Launching a new pharmaceutical product has always been a high stakes endeavor. But in today’s environment, the rules have changed. The traditional 6-to 12-month window for measuring launch success has expanded into a 36-month horizon, driven by evolving payer dynamics, shifting provider behaviors, and increasingly complex patient engagement strategies. This new reality demands a recalibration of expectations, investments, and strategic planning.

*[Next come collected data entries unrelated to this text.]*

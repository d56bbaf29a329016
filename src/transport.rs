//! WebSocket client for the replay stream.
//!
//! A dedicated tokio task owns the socket. Callers only enqueue
//! [`ReplayCommand`]s and consume [`TransportEvent`]s from a channel; they
//! never touch the socket directly.

use crate::protocol::{decode_event, MalformedMessage, ReplayCommand, ReplayEvent};
use futures::{SinkExt, StreamExt};
use std::fmt;
use std::sync::atomic::{AtomicBool, AtomicU32, Ordering};
use std::sync::Arc;
use std::time::Duration;
use tokio::net::TcpStream;
use tokio::sync::{mpsc, watch};
use tokio::task::JoinHandle;
use tokio::time::{sleep, sleep_until, timeout, Instant};
use tokio_tungstenite::{connect_async, tungstenite::Message, MaybeTlsStream, WebSocketStream};

type Socket = WebSocketStream<MaybeTlsStream<TcpStream>>;

/// Errors surfaced to transport callers
#[derive(Debug, Clone, PartialEq)]
pub enum TransportError {
    /// The socket could not be opened
    ConnectionError(String),
    /// The worker has exited and can no longer carry commands
    ConnectionClosed,
    /// A frame could not be decoded
    MalformedMessage(String),
    /// The command queue did not accept the command in time
    CommandTimeout,
    /// No connection became ready within the readiness timeout
    NotReady,
    /// The transport has been shut down
    NotRunning,
}

impl fmt::Display for TransportError {
    fn fmt(&self, f: &mut fmt::Formatter<'_>) -> fmt::Result {
        match self {
            TransportError::ConnectionError(msg) => write!(f, "Connection error: {}", msg),
            TransportError::ConnectionClosed => write!(f, "Connection closed"),
            TransportError::MalformedMessage(msg) => write!(f, "Malformed message: {}", msg),
            TransportError::CommandTimeout => write!(f, "Timed out queueing command"),
            TransportError::NotReady => write!(f, "Connection not ready"),
            TransportError::NotRunning => write!(f, "Transport is not running"),
        }
    }
}

impl std::error::Error for TransportError {}

impl From<MalformedMessage> for TransportError {
    fn from(err: MalformedMessage) -> Self {
        TransportError::MalformedMessage(err.reason)
    }
}

impl From<tokio_tungstenite::tungstenite::Error> for TransportError {
    fn from(err: tokio_tungstenite::tungstenite::Error) -> Self {
        TransportError::ConnectionError(err.to_string())
    }
}

/// Transport configuration
#[derive(Debug, Clone)]
pub struct TransportConfig {
    /// Server base URL, e.g. `ws://localhost:8000`
    pub url: String,
    /// Consecutive failures before giving up
    pub max_reconnect_attempts: u32,
    /// Fixed delay between attempts
    pub reconnect_delay: Duration,
    /// Bound on the handshake and on callers waiting for readiness
    pub ready_timeout: Duration,
    /// Bound on enqueueing a command
    pub send_timeout: Duration,
    /// Bound on joining the worker at shutdown
    pub join_timeout: Duration,
    /// Silence after which the connection is considered dead
    pub stale_timeout: Duration,
    /// Command queue capacity
    pub command_buffer: usize,
}

impl Default for TransportConfig {
    fn default() -> Self {
        TransportConfig {
            url: "ws://localhost:8000".to_string(),
            max_reconnect_attempts: 3,
            reconnect_delay: Duration::from_secs(2),
            ready_timeout: Duration::from_secs(10),
            send_timeout: Duration::from_secs(5),
            join_timeout: Duration::from_secs(8),
            stale_timeout: Duration::from_secs(60),
            command_buffer: 64,
        }
    }
}

impl TransportConfig {
    pub fn new(url: impl Into<String>) -> Self {
        TransportConfig {
            url: url.into(),
            ..TransportConfig::default()
        }
    }

    pub fn with_reconnect(mut self, max_attempts: u32, delay: Duration) -> Self {
        self.max_reconnect_attempts = max_attempts;
        self.reconnect_delay = delay;
        self
    }

    pub fn with_ready_timeout(mut self, ready_timeout: Duration) -> Self {
        self.ready_timeout = ready_timeout;
        self
    }

    pub fn with_stale_timeout(mut self, stale_timeout: Duration) -> Self {
        self.stale_timeout = stale_timeout;
        self
    }

    /// WebSocket URL of the replay stream for `symbol`.
    pub fn endpoint(&self, symbol: &str) -> String {
        format!("{}/ws/{}", self.url.trim_end_matches('/'), symbol)
    }
}

/// Connection lifecycle as reported to the consumer
#[derive(Debug, Clone, PartialEq)]
pub enum ConnectionStatus {
    Connecting { attempt: u32 },
    Connected,
    Disconnected { reason: String },
    Reconnecting { attempt: u32, delay: Duration },
    /// Terminal: the attempt ceiling was reached, no further retries
    Failed { attempts: u32 },
    /// Terminal: the worker exited
    Closed,
}

impl fmt::Display for ConnectionStatus {
    fn fmt(&self, f: &mut fmt::Formatter<'_>) -> fmt::Result {
        match self {
            ConnectionStatus::Connecting { attempt } => write!(f, "Connecting (attempt {})", attempt),
            ConnectionStatus::Connected => write!(f, "Connected"),
            ConnectionStatus::Disconnected { reason } => write!(f, "Disconnected: {}", reason),
            ConnectionStatus::Reconnecting { attempt, delay } => write!(
                f,
                "Reconnecting (attempt {}) in {:.1}s",
                attempt,
                delay.as_secs_f64()
            ),
            ConnectionStatus::Failed { attempts } => {
                write!(f, "Connection failed after {} attempts", attempts)
            }
            ConnectionStatus::Closed => write!(f, "Closed"),
        }
    }
}

/// Items delivered to the consumer
#[derive(Debug, Clone, PartialEq)]
pub enum TransportEvent {
    Status(ConnectionStatus),
    Message(ReplayEvent),
}

/// How [`StreamingTransport::shutdown`] ended
#[derive(Debug, Clone, Copy, PartialEq, Eq)]
pub enum ShutdownOutcome {
    /// The worker exited within the join timeout
    Graceful,
    /// The worker was aborted
    Aborted,
}

/// Client side of the replay stream for one symbol
pub struct StreamingTransport {
    symbol: String,
    config: TransportConfig,
    commands: mpsc::Sender<ReplayCommand>,
    ready: watch::Receiver<bool>,
    shutdown: watch::Sender<bool>,
    running: Arc<AtomicBool>,
    reconnect_attempts: Arc<AtomicU32>,
    task: Option<JoinHandle<()>>,
}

The Harsh Truth: Launch Conditions Are Tougher Than Ever

Pharma manufacturers are facing the harshest launch conditions in recent history. First-year sales performance has declined across the board, regardless of therapeutic innovation or disease area. Uptake curves are shallower, adoption is slower, and payer restrictions are more aggressive.

In fact, in a recent study of 559 launches, only 1 in 10 products launched between 2020 and 2024 exceeded $100M in first-year sales, compared to 1 in 5 during the 2015–2019 period. Even more striking, among the launches studied over the last decade, only 11 surpassed $1B in their first year, half of which occurred in the last three years, driven by glucagon-like peptide-1s (GLP-1s) and RSV vaccines. These figures underscore the growing difficulty of achieving commercial success but also highlight that it is still possible.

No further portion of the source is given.